The global TV market continues to transition from CRT to flat panel units, affecting greatly the manufacturing industry in China, where the majority of the world's TV sets are sourced. While there are manufacturers resisting the threat of flat screen domination, other companies have turned their production and R&D focus on new display technologies.
In China, the central government has implemented initiatives to encourage people to replace the former with new flat panel TVs. Data from the Ministry of Industry and Information Technology shows the country produced 13 million CRT TVs in 1H09, down 42 percent year-on-year. Exports for the period also fell by 46 percent to 5 million units.
Many tier 1 makers are aligning their supply chain to accommodate FPD production. For instance, Skyworth plans to quit the CRT business by the end of next year. Hisense, meanwhile, has stopped selling CRT TVs in urban areas. The two suppliers' local CRT market encompasses mainly orders from the countryside, while exports depend largely on the volume of orders from overseas.
Despite the rapidly falling demand for CRT models, other suppliers are not as quick to quit production.
According to interviewed maker Konka Group Co. Ltd, the CRT TV line is still important in rural areas and export markets. The line is regarded as entry-level in the Middle East, Africa, Latin America and India. Sales are already showing signs of a rebound after the first two quarters of 2009.
With the market shrinking as more suppliers quit the line, makers planning to continue CRT production stand to benefit. Jin Pin Electrical Co. Ltd's factories have been running at full capacity since June. It has been consistently among the top three exporters of the line, according to customs statistics.
The central government raised the export tax rebate for CRT models to 17 percent starting April, boosting shipments in the sector further.

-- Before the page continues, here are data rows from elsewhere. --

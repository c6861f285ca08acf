//! Gated machine-learned predictions.
//!
//! ## Modules
//!
//! - `classifier` - Classifier port, features and training records
//! - `window` - Sliding window of prediction outcomes
//! - `gate` - Five-stage gate with drift rollback

pub mod classifier;
pub mod gate;
pub mod window;

pub use classifier::{
    Candidate, Classifier, FileFeatures, ModelVersion, TrainingExample, TrainingMetrics,
    TrainingRecord,
};
pub use gate::{GateDecision, GateRejection, Prediction, PredictionGate, RetrainReason, RollbackOutcome};
pub use window::{OutcomeWindow, PredictionOutcome};
//! Explicit organization rules.
//!
//! Rules are built from a small condition grammar and evaluated in priority
//! order. Example rules:
//! - `extension == pdf` → Documents/Finance
//! - `extension == pdf AND name contains "invoice"`, except `name contains "draft"`
//! - `NOT kind == image` → Misc
//! - `dmg created more than 30 days ago` → Trash

pub mod condition;
pub mod engine;
pub mod matcher;
pub mod rule;

pub use condition::Condition;
pub use engine::RuleEngine;
pub use matcher::{evaluate_spec, ConfidenceBucket, RuleMatcher, RuleVerdict, SpecMatch};
pub use rule::{LogicalOperator, MatchSpec, Rule, RuleAction};
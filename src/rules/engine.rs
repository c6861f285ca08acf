//! First-match-wins rule evaluation.

use chrono::{DateTime, Utc};
use uuid::Uuid;

use super::matcher::{RuleMatcher, RuleVerdict};
use super::rule::Rule;
use crate::models::FileView;

/// Evaluates a priority-ordered rule set.
///
/// Rules are ordered by `sort_order`, then `created_at`, then id. The first
/// matching rule wins and later rules are never evaluated.
#[derive(Debug, Clone, Default)]
pub struct RuleEngine {
    rules: Vec<Rule>,
}

impl RuleEngine {
    /// Build an engine from any rule set; disabled rules are dropped
    pub fn new(rules: impl IntoIterator<Item = Rule>) -> Self {
        let mut rules: Vec<Rule> = rules.into_iter().filter(|r| r.enabled).collect();
        rules.sort_by(|a, b| {
            a.sort_order
                .cmp(&b.sort_order)
                .then_with(|| a.created_at.cmp(&b.created_at))
                .then_with(|| a.id.cmp(&b.id))
        });
        Self { rules }
    }

    /// Rules in evaluation order
    pub fn rules(&self) -> &[Rule] {
        &self.rules
    }

    pub fn is_empty(&self) -> bool {
        self.rules.is_empty()
    }

    /// Return the verdict of the first matching rule
    pub fn evaluate<F: FileView + ?Sized>(&self, file: &F, now: DateTime<Utc>) -> Option<RuleVerdict> {
        self.evaluate_with(file, now, |_| false)
    }

    /// Like `evaluate`, skipping rules for which `is_suppressed` returns true.
    ///
    /// A suppressed rule behaves as if it did not match; evaluation continues
    /// with the next rule.
    pub fn evaluate_with<F, S>(&self, file: &F, now: DateTime<Utc>, is_suppressed: S) -> Option<RuleVerdict>
    where
        F: FileView + ?Sized,
        S: Fn(&Uuid) -> bool,
    {
        for rule in &self.rules {
            if let Some(verdict) = RuleMatcher::evaluate(rule, file, now) {
                if is_suppressed(&rule.id) {
                    tracing::debug!(rule = %rule.name, file = file.name(), "[RuleEngine] Match suppressed");
                    continue;
                }
                return Some(verdict);
            }
        }
        None
    }

    /// Evaluate each file independently
    pub fn evaluate_batch<'a, F: FileView + 'a>(
        &self,
        files: impl IntoIterator<Item = &'a F>,
        now: DateTime<Utc>,
    ) -> Vec<Option<RuleVerdict>> {
        files.into_iter().map(|f| self.evaluate(f, now)).collect()
    }
}

#[cfg(test)]
mod tests {
    use super::*;
    use crate::models::{Destination, OrganizedFile};
    use crate::rules::Condition;
    use chrono::Duration;
    use std::cell::Cell;

    fn file(name: &str) -> OrganizedFile {
        OrganizedFile::new(format!("/downloads/{}", name), 10).unwrap()
    }

    #[test]
    fn test_lowest_sort_order_wins() {
        let generic = Rule::new(
            "Generic",
            Condition::extension("pdf"),
            Destination::folder("g", "Documents/Generic"),
        )
        .with_sort_order(1);
        let finance = Rule::new(
            "Finance",
            Condition::extension("pdf"),
            Destination::folder("f", "Documents/Finance"),
        )
        .with_sort_order(0);

        let engine = RuleEngine::new(vec![generic, finance]);
        let verdict = engine.evaluate(&file("invoice.pdf"), Utc::now()).unwrap();
        assert_eq!(verdict.destination.display_name(), "Documents/Finance");
    }

    #[test]
    fn test_ties_broken_by_creation_then_id() {
        let base = Utc::now();
        let newer = Rule::new("newer", Condition::extension("pdf"), Destination::folder("n", "Newer"))
            .with_created_at(base);
        let older = Rule::new("older", Condition::extension("pdf"), Destination::folder("o", "Older"))
            .with_created_at(base - Duration::days(1));

        let engine = RuleEngine::new(vec![newer.clone(), older]);
        let verdict = engine.evaluate(&file("a.pdf"), Utc::now()).unwrap();
        assert_eq!(verdict.destination.display_name(), "Older");

        let mut twin_a = newer.clone();
        let mut twin_b = newer;
        twin_a.id = Uuid::from_u128(2);
        twin_b.id = Uuid::from_u128(1);
        twin_b.destination = Destination::folder("b", "B");
        let engine = RuleEngine::new(vec![twin_a, twin_b]);
        assert_eq!(engine.rules()[0].id, Uuid::from_u128(1));
    }

    #[test]
    fn test_disabled_rules_are_ignored() {
        let rule = Rule::new("PDF", Condition::extension("pdf"), Destination::Trash).disabled();
        let engine = RuleEngine::new(vec![rule]);
        assert!(engine.is_empty());
        assert!(engine.evaluate(&file("a.pdf"), Utc::now()).is_none());
    }

    #[test]
    fn test_stops_after_first_match() {
        // The suppression hook is consulted once per matching rule, so it
        // doubles as a probe for how many rules were evaluated.
        let rules: Vec<Rule> = (0..5)
            .map(|i| {
                Rule::new(format!("r{}", i), Condition::extension("pdf"), Destination::Trash)
                    .with_sort_order(i)
            })
            .collect();
        let engine = RuleEngine::new(rules);
        let calls = Cell::new(0);
        let verdict = engine.evaluate_with(&file("a.pdf"), Utc::now(), |_| {
            calls.set(calls.get() + 1);
            false
        });
        assert!(verdict.is_some());
        assert_eq!(calls.get(), 1);
    }

    #[test]
    fn test_suppressed_rule_falls_through() {
        let first = Rule::new("first", Condition::extension("pdf"), Destination::folder("a", "A"));
        let second = Rule::new("second", Condition::extension("pdf"), Destination::folder("b", "B"))
            .with_sort_order(1);
        let first_id = first.id;
        let engine = RuleEngine::new(vec![first, second]);

        let verdict = engine
            .evaluate_with(&file("a.pdf"), Utc::now(), |id| *id == first_id)
            .unwrap();
        assert_eq!(verdict.destination.display_name(), "B");
    }

    #[test]
    fn test_deterministic_and_batch_independent() {
        let engine = RuleEngine::new(vec![
            Rule::new("pdf", Condition::extension("pdf"), Destination::folder("p", "P")),
            Rule::new("png", Condition::extension("png"), Destination::folder("i", "I")).with_sort_order(1),
        ]);
        let now = Utc::now();
        let files = vec![file("a.pdf"), file("b.txt"), file("c.png")];

        let first = engine.evaluate_batch(&files, now);
        let second = engine.evaluate_batch(&files, now);
        assert_eq!(first, second);
        assert!(first[0].is_some());
        assert!(first[1].is_none());
        assert_eq!(first[2].as_ref().unwrap().destination.display_name(), "I");
    }
}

China suppliers offer CRT TVs with display sizes below 29in to avoid direct competition with flat panel TVs. Units 21in and below are mainstream, usually serving to supplement larger-sized FPD models in the market.
Products with the traditional, bulky thickness make up the basic line. These provide a fewer number of connection interfaces and functions, although some with a built-in mono speaker are available at a lower price point. Units are $8 to $10 less expensive than slim or ultra-slim models of the same display size.
Konka's CRT product strategy is to provide small, simplified models at low quotes. At Jin Pin, production has stopped for CRTs above 29in.
|Ultraslim form factors|
Besides their low-end orientation, slim, ultra-slim and pure flat CRT models are popular for being similar in appearance to the flat panel TV form factor.
The latest ultra-slim sets are close to 30cm thick. Although more expensive than units with normal thickness, the slim model is priced 50 percent lower than a flat panel TV with the same display size. These sets occupy a part of the FPD market and help extend the appeal of the CRT line. Nearly all China suppliers' CRT series are available in slim or ultra-slim designs.
Jin Pin's new series of CRT TVs are based on the slim mold design as well, meeting the latest aesthetic requirements. Slim and ultra-slim units take 30 to 40 percent of its total output.
Entry-level sets below 21in provide SECAM, NTSC, PAL optional system and basic functions such as mono speakers, 200 and above preset channels and auto search.
Enhanced models with 21 to 29in displays have stereo speakers, an S-Video input, Y/Cb/Cr input, a SCART port, teletext, auto white balance and NICAM. As a mature product line, R&D focus is on form factors and external designs. The major components are the tube and the IC solution. China suppliers usually source tubes from Samsung, LG, Irico and Matsushita, while chipsets come from Sanyo, Toshiba and Philips.
Leading CRT suppliers have been cutting down or stopping output as a result of recession in the line. This has put color CRTs in tight supply, raising costs overall. Some makers have increased prices slightly to counteract lost profits, although most interviewed companies expect a brighter outlook in the coming months.
More than 50 percent of the world's CRT TV sets are made in China, where exports take about half of total output. There are an estimated 50 suppliers in the country.
After half a century's development, China has formed a mature CRT TV industry chain, from upstream component manufacture to finishing the sets. The country's major TV suppliers started with CRT TV production. And with more of these tier 1 makers putting their R&D focus on flatscreen manufacture, midsize suppliers are taking the opportunity to raise their share of business.